• _Records excerpted from a collection_
^^^^

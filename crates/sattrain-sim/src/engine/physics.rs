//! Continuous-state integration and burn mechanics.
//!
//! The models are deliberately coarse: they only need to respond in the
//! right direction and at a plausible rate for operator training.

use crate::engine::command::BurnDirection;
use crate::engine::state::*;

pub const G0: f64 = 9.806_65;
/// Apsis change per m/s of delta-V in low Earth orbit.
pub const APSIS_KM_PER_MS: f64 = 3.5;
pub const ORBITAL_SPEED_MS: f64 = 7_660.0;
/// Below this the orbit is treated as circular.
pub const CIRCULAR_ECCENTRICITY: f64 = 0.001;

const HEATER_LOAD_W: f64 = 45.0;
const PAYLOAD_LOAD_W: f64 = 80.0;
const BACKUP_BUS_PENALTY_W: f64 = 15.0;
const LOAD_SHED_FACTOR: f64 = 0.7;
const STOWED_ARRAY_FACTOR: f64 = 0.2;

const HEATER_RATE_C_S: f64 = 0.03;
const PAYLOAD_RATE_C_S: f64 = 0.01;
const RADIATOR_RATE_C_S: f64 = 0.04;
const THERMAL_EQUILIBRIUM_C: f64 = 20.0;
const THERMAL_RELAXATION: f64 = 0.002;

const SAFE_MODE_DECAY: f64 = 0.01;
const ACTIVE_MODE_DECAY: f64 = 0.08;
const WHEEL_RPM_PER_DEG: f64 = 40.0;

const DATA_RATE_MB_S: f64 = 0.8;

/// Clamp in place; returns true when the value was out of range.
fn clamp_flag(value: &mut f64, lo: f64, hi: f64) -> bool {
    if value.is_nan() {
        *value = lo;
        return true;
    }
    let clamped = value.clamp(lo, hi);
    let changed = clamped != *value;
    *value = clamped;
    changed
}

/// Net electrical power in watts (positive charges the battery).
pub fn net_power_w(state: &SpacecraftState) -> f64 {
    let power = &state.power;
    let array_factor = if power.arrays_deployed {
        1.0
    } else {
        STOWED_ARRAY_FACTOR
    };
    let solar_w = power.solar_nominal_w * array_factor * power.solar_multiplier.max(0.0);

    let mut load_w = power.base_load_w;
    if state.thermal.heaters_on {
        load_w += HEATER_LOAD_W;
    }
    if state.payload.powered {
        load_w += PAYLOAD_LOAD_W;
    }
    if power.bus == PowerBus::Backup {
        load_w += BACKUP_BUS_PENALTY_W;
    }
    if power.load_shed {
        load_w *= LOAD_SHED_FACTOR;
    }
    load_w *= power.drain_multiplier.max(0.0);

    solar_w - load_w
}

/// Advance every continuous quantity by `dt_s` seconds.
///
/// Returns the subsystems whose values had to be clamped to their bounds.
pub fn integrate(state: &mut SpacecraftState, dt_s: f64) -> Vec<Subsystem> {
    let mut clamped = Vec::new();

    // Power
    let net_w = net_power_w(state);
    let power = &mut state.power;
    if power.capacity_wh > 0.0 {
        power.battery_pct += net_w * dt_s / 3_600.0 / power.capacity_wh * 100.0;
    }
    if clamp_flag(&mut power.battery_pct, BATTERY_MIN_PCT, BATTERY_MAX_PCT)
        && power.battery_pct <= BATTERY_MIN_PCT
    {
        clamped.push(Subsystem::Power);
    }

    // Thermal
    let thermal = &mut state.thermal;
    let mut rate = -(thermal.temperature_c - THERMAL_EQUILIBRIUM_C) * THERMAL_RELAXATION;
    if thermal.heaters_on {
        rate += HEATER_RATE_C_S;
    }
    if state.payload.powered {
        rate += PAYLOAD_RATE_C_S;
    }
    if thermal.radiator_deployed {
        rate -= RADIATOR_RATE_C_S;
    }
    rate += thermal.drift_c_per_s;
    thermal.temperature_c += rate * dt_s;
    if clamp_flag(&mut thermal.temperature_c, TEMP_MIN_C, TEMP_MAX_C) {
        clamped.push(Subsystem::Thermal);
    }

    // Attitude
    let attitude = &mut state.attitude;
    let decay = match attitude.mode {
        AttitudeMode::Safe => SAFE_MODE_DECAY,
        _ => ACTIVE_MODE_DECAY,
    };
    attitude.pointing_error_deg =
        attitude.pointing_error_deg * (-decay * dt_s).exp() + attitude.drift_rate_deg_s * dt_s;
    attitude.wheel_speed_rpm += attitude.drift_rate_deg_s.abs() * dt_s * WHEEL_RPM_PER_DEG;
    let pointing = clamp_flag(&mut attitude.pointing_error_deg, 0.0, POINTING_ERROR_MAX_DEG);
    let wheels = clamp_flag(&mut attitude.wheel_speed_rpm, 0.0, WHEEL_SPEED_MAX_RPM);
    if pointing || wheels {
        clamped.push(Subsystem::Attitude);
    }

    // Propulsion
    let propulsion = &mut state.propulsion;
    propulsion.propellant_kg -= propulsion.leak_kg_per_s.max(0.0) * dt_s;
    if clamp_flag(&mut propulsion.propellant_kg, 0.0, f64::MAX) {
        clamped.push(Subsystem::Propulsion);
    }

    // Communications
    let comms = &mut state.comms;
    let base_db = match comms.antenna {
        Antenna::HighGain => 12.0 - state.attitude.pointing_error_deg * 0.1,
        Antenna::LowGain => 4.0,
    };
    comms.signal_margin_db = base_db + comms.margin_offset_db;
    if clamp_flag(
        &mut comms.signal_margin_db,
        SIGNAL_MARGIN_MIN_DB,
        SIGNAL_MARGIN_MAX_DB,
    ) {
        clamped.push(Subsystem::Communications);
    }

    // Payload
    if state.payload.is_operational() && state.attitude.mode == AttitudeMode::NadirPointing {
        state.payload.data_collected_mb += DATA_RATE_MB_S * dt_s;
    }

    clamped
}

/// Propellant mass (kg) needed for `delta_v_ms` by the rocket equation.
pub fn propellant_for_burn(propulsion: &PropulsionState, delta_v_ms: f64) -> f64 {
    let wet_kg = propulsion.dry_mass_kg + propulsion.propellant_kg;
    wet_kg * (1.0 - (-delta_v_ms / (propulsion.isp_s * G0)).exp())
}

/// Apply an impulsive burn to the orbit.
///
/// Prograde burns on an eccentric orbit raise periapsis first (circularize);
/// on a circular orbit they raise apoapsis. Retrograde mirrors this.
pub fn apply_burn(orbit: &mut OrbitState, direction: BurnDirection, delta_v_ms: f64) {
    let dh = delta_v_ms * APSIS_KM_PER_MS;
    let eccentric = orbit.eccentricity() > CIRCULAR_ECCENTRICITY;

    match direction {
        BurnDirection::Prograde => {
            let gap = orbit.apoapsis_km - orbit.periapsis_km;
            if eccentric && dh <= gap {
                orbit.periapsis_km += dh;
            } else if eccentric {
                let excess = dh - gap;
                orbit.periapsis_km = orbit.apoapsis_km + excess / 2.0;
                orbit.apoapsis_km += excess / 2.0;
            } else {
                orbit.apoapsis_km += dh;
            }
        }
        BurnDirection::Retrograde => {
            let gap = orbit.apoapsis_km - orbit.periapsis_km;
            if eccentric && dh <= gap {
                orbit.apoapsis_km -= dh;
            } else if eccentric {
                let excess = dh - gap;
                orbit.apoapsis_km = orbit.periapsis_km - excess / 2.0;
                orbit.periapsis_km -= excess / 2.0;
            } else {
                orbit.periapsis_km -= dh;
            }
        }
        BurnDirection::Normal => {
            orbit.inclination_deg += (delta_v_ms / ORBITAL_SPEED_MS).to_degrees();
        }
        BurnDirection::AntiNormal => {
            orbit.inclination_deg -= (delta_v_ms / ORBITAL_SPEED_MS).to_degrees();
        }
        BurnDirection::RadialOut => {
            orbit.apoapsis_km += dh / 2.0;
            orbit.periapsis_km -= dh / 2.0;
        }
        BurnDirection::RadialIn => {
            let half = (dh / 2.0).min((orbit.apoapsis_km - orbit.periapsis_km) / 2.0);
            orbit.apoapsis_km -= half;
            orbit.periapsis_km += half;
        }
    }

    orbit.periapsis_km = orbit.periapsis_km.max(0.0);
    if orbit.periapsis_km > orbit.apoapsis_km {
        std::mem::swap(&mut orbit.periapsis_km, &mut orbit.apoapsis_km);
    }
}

^^^^

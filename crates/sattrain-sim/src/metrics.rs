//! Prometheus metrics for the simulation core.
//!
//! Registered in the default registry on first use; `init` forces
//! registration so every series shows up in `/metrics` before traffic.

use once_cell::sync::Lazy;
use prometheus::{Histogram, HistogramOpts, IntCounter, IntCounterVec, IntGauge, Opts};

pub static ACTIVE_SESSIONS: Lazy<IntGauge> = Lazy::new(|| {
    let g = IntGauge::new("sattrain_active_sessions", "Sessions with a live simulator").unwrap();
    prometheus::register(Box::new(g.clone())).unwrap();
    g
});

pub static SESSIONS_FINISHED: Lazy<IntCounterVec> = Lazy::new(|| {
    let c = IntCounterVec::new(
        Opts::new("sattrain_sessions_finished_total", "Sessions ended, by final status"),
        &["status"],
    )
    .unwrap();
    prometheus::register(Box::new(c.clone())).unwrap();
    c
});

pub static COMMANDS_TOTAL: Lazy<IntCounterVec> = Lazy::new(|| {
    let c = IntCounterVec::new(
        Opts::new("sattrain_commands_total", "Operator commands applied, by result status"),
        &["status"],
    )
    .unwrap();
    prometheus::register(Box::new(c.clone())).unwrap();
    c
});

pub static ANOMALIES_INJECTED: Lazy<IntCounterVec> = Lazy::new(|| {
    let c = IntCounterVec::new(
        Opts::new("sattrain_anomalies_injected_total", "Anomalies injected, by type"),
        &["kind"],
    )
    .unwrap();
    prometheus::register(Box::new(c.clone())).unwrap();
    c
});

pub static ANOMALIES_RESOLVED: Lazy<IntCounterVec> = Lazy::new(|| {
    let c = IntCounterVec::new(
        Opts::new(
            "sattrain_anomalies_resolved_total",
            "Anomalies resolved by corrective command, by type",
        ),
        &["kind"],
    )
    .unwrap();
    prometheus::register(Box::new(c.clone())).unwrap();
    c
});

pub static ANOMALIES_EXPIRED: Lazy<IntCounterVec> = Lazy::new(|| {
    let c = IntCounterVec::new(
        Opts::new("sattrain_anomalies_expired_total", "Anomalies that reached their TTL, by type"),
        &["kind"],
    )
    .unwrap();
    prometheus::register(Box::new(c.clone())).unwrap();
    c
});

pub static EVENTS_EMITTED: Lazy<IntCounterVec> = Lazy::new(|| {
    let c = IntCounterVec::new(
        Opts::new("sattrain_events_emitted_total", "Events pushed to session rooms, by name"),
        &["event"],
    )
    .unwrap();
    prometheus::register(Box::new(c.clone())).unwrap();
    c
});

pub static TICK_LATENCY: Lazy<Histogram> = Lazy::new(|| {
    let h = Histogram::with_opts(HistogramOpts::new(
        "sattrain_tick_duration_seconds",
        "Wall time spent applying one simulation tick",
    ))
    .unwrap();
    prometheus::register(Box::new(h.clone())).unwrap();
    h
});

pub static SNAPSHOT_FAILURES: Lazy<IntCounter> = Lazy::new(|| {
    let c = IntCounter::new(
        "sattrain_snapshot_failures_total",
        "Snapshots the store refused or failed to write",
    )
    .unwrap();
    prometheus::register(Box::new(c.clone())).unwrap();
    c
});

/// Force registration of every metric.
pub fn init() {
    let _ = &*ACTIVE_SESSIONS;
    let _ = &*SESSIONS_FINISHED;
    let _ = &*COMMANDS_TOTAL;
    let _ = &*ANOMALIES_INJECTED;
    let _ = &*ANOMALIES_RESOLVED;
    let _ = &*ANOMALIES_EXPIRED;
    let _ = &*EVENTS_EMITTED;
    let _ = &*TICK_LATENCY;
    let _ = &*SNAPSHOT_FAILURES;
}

^^^^

Check each line above for the string "first" and copy every line that has it.

• _YOUR RESPONSE_
/// Prograde burns on an eccentric orbit raise periapsis first (circularize);
//! Registered in the default registry on first use; `init` forces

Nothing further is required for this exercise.